Parliament must go beyond merely taking note of these anomalies. Quick-fix solutions like announcing doles for families of the farmers who ended their lives or free electricity for farming activities are populist measures that do not address the deep-rooted malaise that the farming sector is reeling under. The overnight stay by high-profile politicians in the home of a destitute farmer is even more worthless – and is actually a demeaningly patronising attitude of the privileged towards a farmer who wants access to a dignified living.

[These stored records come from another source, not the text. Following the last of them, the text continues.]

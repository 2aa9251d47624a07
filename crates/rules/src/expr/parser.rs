//! Recursive-descent parser producing an [`Expr`] tree.
//!
//! Precedence, loosest first:
//! `or` / `||`, `and` / `&&`, `not`, comparisons (non-associative),
//! `+ -`, `* / %`, unary `- !`, then literals, signals and parentheses.

use vsm_core::Value;

use super::error::ExprError;
use super::lexer::{tokenize, Spanned, Token};
use super::{BinaryOp, Expr, UnaryOp};

/// Parse condition text into an expression tree.
pub fn parse(src: &str) -> Result<Expr, ExprError> {
    let tokens = tokenize(src)?;
    if tokens.is_empty() {
        return Err(ExprError::Empty);
    }

    let mut parser = Parser { tokens, pos: 0 };
    let expr = parser.parse_or()?;

    match parser.peek() {
        None => Ok(expr),
        Some(extra) => Err(ExprError::UnexpectedToken {
            expected: "end of expression",
            found: extra.token.describe(),
            offset: extra.offset,
        }),
    }
}

struct Parser {
    tokens: Vec<Spanned>,
    pos: usize,
}

impl Parser {
    fn peek(&self) -> Option<&Spanned> {
        self.tokens.get(self.pos)
    }

    fn peek_token(&self) -> Option<&Token> {
        self.peek().map(|s| &s.token)
    }

    fn advance(&mut self) -> Option<Spanned> {
        let tok = self.tokens.get(self.pos).cloned();
        if tok.is_some() {
            self.pos += 1;
        }
        tok
    }

    fn eat(&mut self, token: &Token) -> bool {
        if self.peek_token() == Some(token) {
            self.pos += 1;
            true
        } else {
            false
        }
    }

    fn parse_or(&mut self) -> Result<Expr, ExprError> {
        let mut terms = vec![self.parse_and()?];
        while self.eat(&Token::Or) {
            terms.push(self.parse_and()?);
        }
        Ok(collapse(terms, Expr::Or))
    }

    fn parse_and(&mut self) -> Result<Expr, ExprError> {
        let mut terms = vec![self.parse_not()?];
        while self.eat(&Token::And) {
            terms.push(self.parse_not()?);
        }
        Ok(collapse(terms, Expr::And))
    }

    fn parse_not(&mut self) -> Result<Expr, ExprError> {
        if self.eat(&Token::Not) {
            let inner = self.parse_not()?;
            return Ok(Expr::Unary(UnaryOp::Not, Box::new(inner)));
        }
        self.parse_comparison()
    }

    fn parse_comparison(&mut self) -> Result<Expr, ExprError> {
        let lhs = self.parse_additive()?;
        let Some(op) = self.peek_token().and_then(comparison_op) else {
            return Ok(lhs);
        };
        self.pos += 1;
        let rhs = self.parse_additive()?;

        if let Some(next) = self.peek() {
            if comparison_op(&next.token).is_some() {
                return Err(ExprError::UnexpectedToken {
                    expected: "`and`, `or` or `)` after a comparison",
                    found: next.token.describe(),
                    offset: next.offset,
                });
            }
        }

        Ok(Expr::Binary(op, Box::new(lhs), Box::new(rhs)))
    }

    fn parse_additive(&mut self) -> Result<Expr, ExprError> {
        let mut lhs = self.parse_term()?;
        loop {
            let op = match self.peek_token() {
                Some(Token::Plus) => BinaryOp::Add,
                Some(Token::Minus) => BinaryOp::Sub,
                _ => return Ok(lhs),
            };
            self.pos += 1;
            let rhs = self.parse_term()?;
            lhs = Expr::Binary(op, Box::new(lhs), Box::new(rhs));
        }
    }

    fn parse_term(&mut self) -> Result<Expr, ExprError> {
        let mut lhs = self.parse_unary()?;
        loop {
            let op = match self.peek_token() {
                Some(Token::Star) => BinaryOp::Mul,
                Some(Token::Slash) => BinaryOp::Div,
                Some(Token::Percent) => BinaryOp::Rem,
                _ => return Ok(lhs),
            };
            self.pos += 1;
            let rhs = self.parse_unary()?;
            lhs = Expr::Binary(op, Box::new(lhs), Box::new(rhs));
        }
    }

    fn parse_unary(&mut self) -> Result<Expr, ExprError> {
        let op = match self.peek_token() {
            Some(Token::Minus) => UnaryOp::Neg,
            Some(Token::Bang) => UnaryOp::Not,
            _ => return self.parse_primary(),
        };
        self.pos += 1;
        let inner = self.parse_unary()?;
        Ok(Expr::Unary(op, Box::new(inner)))
    }

    fn parse_primary(&mut self) -> Result<Expr, ExprError> {
        const EXPECTED: &str = "a value, signal or `(`";

        let Some(Spanned { token, offset }) = self.advance() else {
            return Err(ExprError::UnexpectedEnd { expected: EXPECTED });
        };

        match token {
            Token::Int(i) => Ok(Expr::Literal(Value::Int(i))),
            Token::Float(f) => Ok(Expr::Literal(Value::Float(f))),
            Token::Str(s) => Ok(Expr::Literal(Value::Text(s))),
            Token::True => Ok(Expr::Literal(Value::Int(1))),
            Token::False => Ok(Expr::Literal(Value::Int(0))),
            Token::Ident(name) => Ok(Expr::Signal(name)),
            Token::LParen => {
                let inner = self.parse_or()?;
                match self.advance() {
                    Some(Spanned {
                        token: Token::RParen,
                        ..
                    }) => Ok(inner),
                    Some(other) => Err(ExprError::UnexpectedToken {
                        expected: "`)`",
                        found: other.token.describe(),
                        offset: other.offset,
                    }),
                    None => Err(ExprError::UnexpectedEnd { expected: "`)`" }),
                }
            }
            other => Err(ExprError::UnexpectedToken {
                expected: EXPECTED,
                found: other.describe(),
                offset,
            }),
        }
    }
}

fn comparison_op(token: &Token) -> Option<BinaryOp> {
    match token {
        Token::EqEq => Some(BinaryOp::Eq),
        Token::NotEq => Some(BinaryOp::Ne),
        Token::Lt => Some(BinaryOp::Lt),
        Token::Le => Some(BinaryOp::Le),
        Token::Gt => Some(BinaryOp::Gt),
        Token::Ge => Some(BinaryOp::Ge),
        _ => None,
    }
}

fn collapse(mut terms: Vec<Expr>, wrap: fn(Vec<Expr>) -> Expr) -> Expr {
    if terms.len() == 1 {
        terms.remove(0)
    } else {
        wrap(terms)
    }
}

The potential for reforming the agriculture and allied sector is huge. Therefore, sweeping changes cannot happen in one go. Even if there are piecemeal changes, it is welcome because it would indicate the beginning of a long-pending process. At the same time, any kind of reform of any magnitude must bear in mind the fundamental fact that farming has to be made remunerative. All the proposed changes must work in that direction. When Hindi film actor-director Manoj Kumar crooned on the screen, Meri desh ki dharti sona ugle; ugle heerey moti, he perhaps inadvertently made the basic point that seems to have escaped the attention of our policy-planners in the years that came later: Agriculture should be paying and not get reduced to a mere vocation for the villagers who have nothing better to do. If farmers begin to give up agriculture because it is getting increasingly unremunerative, the country could face a serious food crisis in the years to come. With the country’s population projected to reach close to 152 crores by 2030, the demand for food alone is expected to be 450 million tonnes. If the farmer-base shrinks rapidly, that figure will be a tall order to meet domestically.
Agriculture, thus, is a business activity that needs to be policy-driven as much as industry does. Farmers must get quality seeds and fertilisers at appropriate rates and on time; they must be properly compensated for their produce – the minimum support price that Governments offers them are generally way below the actual cost of production, and even that price is on offer for not all the 20-odd crops that are supposed to be covered by the MSP. This discourages the farmers from diversifying their cultivation and seeking a mix of food grain production and the cultivation of cash crops like vegetables and fruits. Equally important is that the farmers have access to ‘affordable’ credit as opposed to ‘easy credit’ from money-lenders, because the latter often comes with such harsh riders that the beneficiaries invariably fail to meet their obligations and end up taking their own lives as a way out of the misery.